### Task brief
Find the word "entry" in the listing below. Copy every line that has it.

### Dataset entries
────────────────

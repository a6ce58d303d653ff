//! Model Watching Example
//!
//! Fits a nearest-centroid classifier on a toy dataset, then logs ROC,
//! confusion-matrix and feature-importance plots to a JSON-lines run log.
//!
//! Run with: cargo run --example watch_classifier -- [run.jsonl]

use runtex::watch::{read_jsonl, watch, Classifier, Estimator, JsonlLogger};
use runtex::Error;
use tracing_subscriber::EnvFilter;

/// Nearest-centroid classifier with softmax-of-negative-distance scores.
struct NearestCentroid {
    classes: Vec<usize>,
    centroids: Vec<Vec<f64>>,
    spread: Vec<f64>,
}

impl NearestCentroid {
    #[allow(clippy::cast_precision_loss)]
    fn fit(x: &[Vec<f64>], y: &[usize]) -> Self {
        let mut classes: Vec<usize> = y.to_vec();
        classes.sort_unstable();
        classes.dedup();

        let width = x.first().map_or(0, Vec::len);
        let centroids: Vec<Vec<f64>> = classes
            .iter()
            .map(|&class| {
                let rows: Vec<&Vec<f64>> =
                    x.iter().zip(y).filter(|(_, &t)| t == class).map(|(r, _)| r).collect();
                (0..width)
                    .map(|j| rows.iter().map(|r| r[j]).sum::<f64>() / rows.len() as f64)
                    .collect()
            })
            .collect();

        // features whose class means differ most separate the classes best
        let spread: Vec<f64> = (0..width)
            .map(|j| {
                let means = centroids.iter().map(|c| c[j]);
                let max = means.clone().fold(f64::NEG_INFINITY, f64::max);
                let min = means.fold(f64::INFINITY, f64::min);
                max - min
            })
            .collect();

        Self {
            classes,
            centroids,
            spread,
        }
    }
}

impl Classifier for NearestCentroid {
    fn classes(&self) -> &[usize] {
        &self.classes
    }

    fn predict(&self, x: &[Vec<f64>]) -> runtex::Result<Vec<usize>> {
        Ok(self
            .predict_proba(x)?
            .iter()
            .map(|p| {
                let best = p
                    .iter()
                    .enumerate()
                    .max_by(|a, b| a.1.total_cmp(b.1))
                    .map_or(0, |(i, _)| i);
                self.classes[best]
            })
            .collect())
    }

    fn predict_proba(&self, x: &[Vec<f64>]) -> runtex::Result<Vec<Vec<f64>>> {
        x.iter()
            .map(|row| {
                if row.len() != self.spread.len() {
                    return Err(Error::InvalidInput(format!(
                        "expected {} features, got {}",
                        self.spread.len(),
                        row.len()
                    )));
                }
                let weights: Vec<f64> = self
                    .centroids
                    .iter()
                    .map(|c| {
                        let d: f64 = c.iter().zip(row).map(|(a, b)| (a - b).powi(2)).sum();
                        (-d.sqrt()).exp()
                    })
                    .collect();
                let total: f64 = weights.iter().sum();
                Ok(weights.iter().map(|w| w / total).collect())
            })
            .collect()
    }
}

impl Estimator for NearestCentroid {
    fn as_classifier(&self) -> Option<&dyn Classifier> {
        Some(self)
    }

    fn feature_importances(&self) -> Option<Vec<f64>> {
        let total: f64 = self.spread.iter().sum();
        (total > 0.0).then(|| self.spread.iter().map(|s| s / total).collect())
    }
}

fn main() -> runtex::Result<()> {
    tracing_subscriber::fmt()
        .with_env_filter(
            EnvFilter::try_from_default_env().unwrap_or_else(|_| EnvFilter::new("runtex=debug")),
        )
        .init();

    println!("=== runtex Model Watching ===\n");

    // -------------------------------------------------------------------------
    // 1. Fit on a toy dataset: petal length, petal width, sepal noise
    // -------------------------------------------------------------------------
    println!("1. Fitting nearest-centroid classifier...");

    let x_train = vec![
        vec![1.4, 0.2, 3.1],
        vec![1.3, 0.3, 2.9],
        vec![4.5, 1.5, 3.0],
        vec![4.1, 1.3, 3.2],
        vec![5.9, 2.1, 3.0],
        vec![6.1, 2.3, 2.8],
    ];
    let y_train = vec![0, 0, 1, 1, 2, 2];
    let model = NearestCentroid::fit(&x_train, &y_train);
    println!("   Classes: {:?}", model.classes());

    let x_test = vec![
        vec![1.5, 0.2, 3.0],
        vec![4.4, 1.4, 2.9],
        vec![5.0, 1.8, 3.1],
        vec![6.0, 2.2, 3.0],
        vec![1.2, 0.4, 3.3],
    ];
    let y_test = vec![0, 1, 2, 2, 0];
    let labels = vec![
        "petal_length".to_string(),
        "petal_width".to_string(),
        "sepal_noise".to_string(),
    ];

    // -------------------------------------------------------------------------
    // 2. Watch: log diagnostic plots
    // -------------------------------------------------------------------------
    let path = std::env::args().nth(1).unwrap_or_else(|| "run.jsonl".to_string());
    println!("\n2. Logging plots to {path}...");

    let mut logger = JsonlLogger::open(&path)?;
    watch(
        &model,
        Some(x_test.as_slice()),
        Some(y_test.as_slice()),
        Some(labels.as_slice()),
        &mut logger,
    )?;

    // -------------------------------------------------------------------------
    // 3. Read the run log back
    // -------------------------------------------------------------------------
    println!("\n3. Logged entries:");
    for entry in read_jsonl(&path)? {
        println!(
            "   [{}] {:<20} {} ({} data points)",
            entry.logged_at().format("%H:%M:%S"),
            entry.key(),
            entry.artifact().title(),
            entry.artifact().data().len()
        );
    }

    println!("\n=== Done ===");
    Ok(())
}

────────────────

### Response to this task
    for entry in read_jsonl(&path)? {
            entry.logged_at().format("%H:%M:%S"),
            entry.key(),
            entry.artifact().title(),
            entry.artifact().data().len()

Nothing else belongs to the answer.